La sonette de la boutique sonna quand la porte vitrée s'ouvrit.
Callidora sentit la chaleur intérieure caresser agréablement ses joues. Elle retira ses gants en cuir avant d'inspecter ses environs. Harfang arriva derrière et plaqua sa main sur le bas de son dos.
- Monsieur et Madame Londubat ! s'exclama un vieux sorcier aux rides tombantes. Quel plaisir de vous revoir ici !
- C'est l'anniversaire de ma femme aujourd'hui, déclara Harfang en dissimulant vainement sa fierté. J'aimerais lui acheter un bijou.
Elle soupira intérieurement. Elle aurait mieux voulu ne rien fêter du tout. Quarante-deux ans et elle se sentait déjà plus vieille qu'un torchon usé. Lara répétait qu'elle était la plus belle femme qu'elle ait rencontré dans sa vie, mais Callidora mettait cela sur le compte qu'elle était sa mère et que si elle lui disait le contraire, elle aurait fini sur le palier avec ses valises à côté.
- Félicitations à Madame, souffla humblement le bijoutier. Veuillez choisir ce qui vous plaît.
Sa main tendue désigna la salle entière. Elle s'avança jusqu'aux premières propositions, balayant rapidement du regard tout ce qui était exposé. Banal.

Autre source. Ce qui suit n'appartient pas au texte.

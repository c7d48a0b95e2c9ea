//! Resilient HTTP client for the Conformity public API.
//!
//! Every operation goes through a retry policy with exponential backoff and
//! honours `Retry-After` on 429 responses, so bulk migrations survive rate
//! limits and transient 5xx errors without losing their place.

pub mod auth;
pub mod client;
pub mod error;
pub mod pager;
pub mod retry;

pub use auth::{ApiAuth, JSON_API_CONTENT_TYPE};
pub use client::ConformityClient;
pub use error::{ApiClientError, ApiResult};
pub use pager::CollectionPager;
pub use retry::RetryPolicy;
//! Error types for migration runs.

use thiserror::Error;

pub type MigrationResult<T> = Result<T, MigrationError>;

#[derive(Debug, Error)]
pub enum MigrationError {
    /// An API call failed after exhausting its retries.
    #[error(transparent)]
    Api(#[from] conformity_client::ApiClientError),

    /// A payload from one of the deployments did not parse.
    #[error(transparent)]
    Model(#[from] conformity_api::ModelError),

    /// A resource lacked data the migration needs, e.g. an Azure group
    /// without directory credentials.
    #[error("missing data: {0}")]
    MissingData(String),
}
//! Report-config migration at organisation, group and account scope.

use std::collections::HashMap;

use conformity_api::models::ReportConfig;
use conformity_api::IdentityKey;
use tracing::{info, warn};

use crate::categories::MigrationContext;
use crate::error::MigrationResult;
use crate::reconcile::reconcile;

/// The scope a report config belongs to, with the ids on both sides.
#[derive(Debug, Clone, Copy)]
pub enum ReportScope<'a> {
    Organisation,
    Group {
        source_group_id: &'a str,
        target_group_id: &'a str,
    },
    Account {
        source_acct_id: &'a str,
        target_acct_id: &'a str,
    },
}

impl ReportScope<'_> {
    fn label(&self) -> &'static str {
        match self {
            Self::Organisation => "organisation",
            Self::Group { .. } => "group",
            Self::Account { .. } => "account",
        }
    }
}

/// Copy report configs within one scope.  Title collisions are replaced
/// (delete first) behind a confirmation gate; unchanged ones are skipped.
pub async fn migrate_report_configs(
    ctx: &MigrationContext<'_>,
    scope: ReportScope<'_>,
) -> MigrationResult<()> {
    info!(scope = scope.label(), "Copying report configs");

    let (source_configs, target_configs) = match scope {
        ReportScope::Organisation => (
            ctx.source.list_organisation_report_configs().await?,
            ctx.target.list_organisation_report_configs().await?,
        ),
        ReportScope::Group {
            source_group_id,
            target_group_id,
        } => (
            ctx.source.list_group_report_configs(source_group_id).await?,
            ctx.target.list_group_report_configs(target_group_id).await?,
        ),
        ReportScope::Account {
            source_acct_id,
            target_acct_id,
        } => (
            ctx.source.list_account_report_configs(source_acct_id).await?,
            ctx.target.list_account_report_configs(target_acct_id).await?,
        ),
    };

    let outcome = reconcile(&source_configs, &target_configs);
    if outcome.is_noop() {
        return Ok(());
    }

    if !outcome.to_replace.is_empty() {
        let titles: Vec<&str> = outcome
            .to_replace
            .iter()
            .map(|r| r.title.as_str())
            .collect();
        let message = format!(
            "These {} report configs on the target will be replaced during migration: {}. Continue?",
            scope.label(),
            titles.join(", ")
        );
        if !ctx.prompter.confirm_sure(&message) {
            info!(scope = scope.label(), "Report config migration skipped");
            return Ok(());
        }
        for config in &outcome.to_replace {
            info!(title = %config.title, "Deleting target report config");
            ctx.target
                .delete_report_config(&config.report_config_id)
                .await?;
        }
    }

    for config in &outcome.to_create {
        info!(title = %config.title, "Creating report config");
        create_in_scope(ctx, config, scope).await?;
    }

    Ok(())
}

async fn create_in_scope(
    ctx: &MigrationContext<'_>,
    config: &ReportConfig,
    scope: ReportScope<'_>,
) -> MigrationResult<()> {
    match scope {
        ReportScope::Organisation => {
            ctx.target
                .create_organisation_report_config(&config.configuration)
                .await?;
        }
        ReportScope::Group {
            target_group_id, ..
        } => {
            ctx.target
                .create_group_report_config(&config.configuration, target_group_id)
                .await?;
        }
        ReportScope::Account { target_acct_id, .. } => {
            ctx.target
                .create_account_report_config(&config.configuration, target_acct_id)
                .await?;
        }
    }
    Ok(())
}

/// Walk every source group, pair it with its target counterpart by name and
/// tags, and copy its report configs.  Groups with no counterpart are
/// reported and skipped; a failure in one group does not stop the others.
pub async fn migrate_group_report_configs(ctx: &MigrationContext<'_>) -> MigrationResult<()> {
    let source_groups = ctx.source.list_groups(&[]).await?;
    let target_groups = ctx.target.list_groups(&[]).await?;
    let target_by_identity: HashMap<String, &str> = target_groups
        .iter()
        .map(|g| (g.identity_key(), g.group_id.as_str()))
        .collect();

    for group in &source_groups {
        info!(group = %group.name, tags = ?group.tags, "Migrating group report configs");
        let Some(target_group_id) = target_by_identity.get(&group.identity_key()).copied() else {
            warn!(
                group = %group.name,
                tags = ?group.tags,
                "No matching target group, cannot migrate its report configs"
            );
            continue;
        };
        let scope = ReportScope::Group {
            source_group_id: &group.group_id,
            target_group_id,
        };
        if let Err(error) = migrate_report_configs(ctx, scope).await {
            warn!(group = %group.name, error = %error, "Group report config migration failed");
        }
    }
    Ok(())
}
//! Mock Conformity deployment using wiremock for integration testing.

#![allow(dead_code)]

use serde_json::{json, Value};
use wiremock::matchers::{method, path};
use wiremock::{Mock, MockServer, ResponseTemplate};

use conformity_client::{ApiAuth, ConformityClient, RetryPolicy};

pub const TEST_API_KEY: &str = "test-api-key";

/// A mock deployment endpoint with helpers for the common scenarios.
pub struct MockConformityServer {
    server: MockServer,
}

impl MockConformityServer {
    pub async fn new() -> Self {
        Self {
            server: MockServer::start().await,
        }
    }

    pub fn uri(&self) -> String {
        self.server.uri()
    }

    pub fn server(&self) -> &MockServer {
        &self.server
    }

    /// A client with zero backoff so retry tests run instantly.
    pub fn client(&self) -> ConformityClient {
        ConformityClient::with_http_client(
            self.uri(),
            ApiAuth::new(TEST_API_KEY),
            reqwest::Client::new(),
        )
        .with_retry_policy(RetryPolicy::new(3, 0))
    }

    pub fn client_with_retry(&self, retry: RetryPolicy) -> ConformityClient {
        ConformityClient::with_http_client(
            self.uri(),
            ApiAuth::new(TEST_API_KEY),
            reqwest::Client::new(),
        )
        .with_retry_policy(retry)
    }

    /// Mount a GET mock that returns the given collection document.
    pub async fn mock_collection(&self, endpoint: &str, data: Value) {
        let total = data.as_array().map(Vec::len).unwrap_or(0);
        Mock::given(method("GET"))
            .and(path(endpoint))
            .respond_with(
                ResponseTemplate::new(200)
                    .set_body_json(json!({ "data": data, "meta": { "total": total } })),
            )
            .mount(&self.server)
            .await;
    }

    /// Mount a mock that returns 429 with a Retry-After header.
    pub async fn mock_rate_limited(&self, endpoint: &str, retry_after_secs: u64, times: u64) {
        Mock::given(method("GET"))
            .and(path(endpoint))
            .respond_with(
                ResponseTemplate::new(429)
                    .append_header("Retry-After", retry_after_secs.to_string())
                    .set_body_json(json!({ "errors": [{ "detail": "Rate limit exceeded" }] })),
            )
            .up_to_n_times(times)
            .expect(times)
            .mount(&self.server)
            .await;
    }

    /// Mount a mock that fails with the given status a number of times.
    pub async fn mock_server_error(&self, endpoint: &str, status: u16, times: u64) {
        Mock::given(method("GET"))
            .and(path(endpoint))
            .respond_with(
                ResponseTemplate::new(status)
                    .set_body_json(json!({ "errors": [{ "detail": "upstream failure" }] })),
            )
            .up_to_n_times(times)
            .expect(times)
            .mount(&self.server)
            .await;
    }
}

/// A unique account id so tests never collide on mock paths.
pub fn random_account_id() -> String {
    format!("acct-{}", uuid::Uuid::new_v4())
}

/// A minimal account resource as the accounts endpoint returns it.
pub fn aws_account_json(acct_id: &str, name: &str, aws_account_id: &str) -> Value {
    json!({
        "id": acct_id,
        "type": "accounts",
        "attributes": {
            "name": name,
            "environment": "production",
            "cloud-type": "aws",
            "awsaccount-id": aws_account_id,
            "tags": [],
        }
    })
}

/// A minimal check resource as the checks endpoint returns it.
pub fn check_json(check_id: &str, rule_id: &str, region: &str, resource: &str) -> Value {
    json!({
        "id": check_id,
        "type": "checks",
        "attributes": {
            "region": region,
            "resourceName": resource,
            "resource": resource,
            "message": format!("{rule_id} failed on {resource}"),
            "suppressed": true,
            "suppressed-until": null,
        },
        "relationships": {
            "rule": { "data": { "id": rule_id } }
        }
    })
}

Simple sur celui-ci. Trop chargé de saphirs sur celui-là. Elle ne voulait pas des saphirs d'ailleurs. Ni des émeraudes. Les rubis étaient ce qui s'accordait de mieux à sa couleur de référence, le rouge. Elle ne l'avait même pas adopté parce qu'il s'agissait de la couleur traditionnelle des Londubat, elle le considérait juste à l'image de sa personnalité. Tâché de sang mais encore vif.
Harfang la suivait, inspectant les bijoux qu'elle venait d'ignorer. Après que le vieux vendeur ait remarqué que personne n'écoutait vraiment ses recommendations, il se contenta de rester à l'entrer, attendant qu'on le nécessite.
- Trouves-tu ton bonheur ? demanda-t-il quand elle eut fait le tour.
Elle s'arrêta pile à ce moment là sur le dernier collier proposé. Une cascade de perles avec, au-dessus et en dessous, deux fils fins de rubis. Les pierres précieuses étaient durement sculptés, aiguisées à la pointe ; ce détail lui plut.
- Lui.
Le bijoutier retira alors le couvercle de verre et prit de manière délicate le collier.
- Voulez-vous l'essayer ?
- Oui.
Elle le vit s'approcher avec et recula d'un pas. Rien que le fait d'imaginer ses mains ridées l'effleurer lui donnait des frissons. Elle se haïssait pour cette réaction. Dans quelques années, elle serait comme lui. Frippée, abîmée. Sa beauté, envolée. Harfang esquissa un sourire d'excuse.
- Laissez-moi faire je vous prie.
Elle retira sa cape et souleva son chignon. Le vieux propriétaire se contenta d'arriver avec son miroir antique, l'élevant assez haut pour qu'elle puisse s'y voir. Les perles se déposèrent sur ses clavicules. Leur température froide transperça sa peau. Pourtant, ce ne fut pas elles qu'elle regarda. Ce fut son visage. Ses joues creuses et le contour de ses yeux flétris, pourtant masqués par du maquillage. Elle avait inspecté sa chevelure le matin même et n'avait rencontré aucun cheveu blanc, merci bien. Mais plus le temps passait, et plus elle regrettait s'inspecter devant un reflet. Elle n'y voyait que défaite et laideur.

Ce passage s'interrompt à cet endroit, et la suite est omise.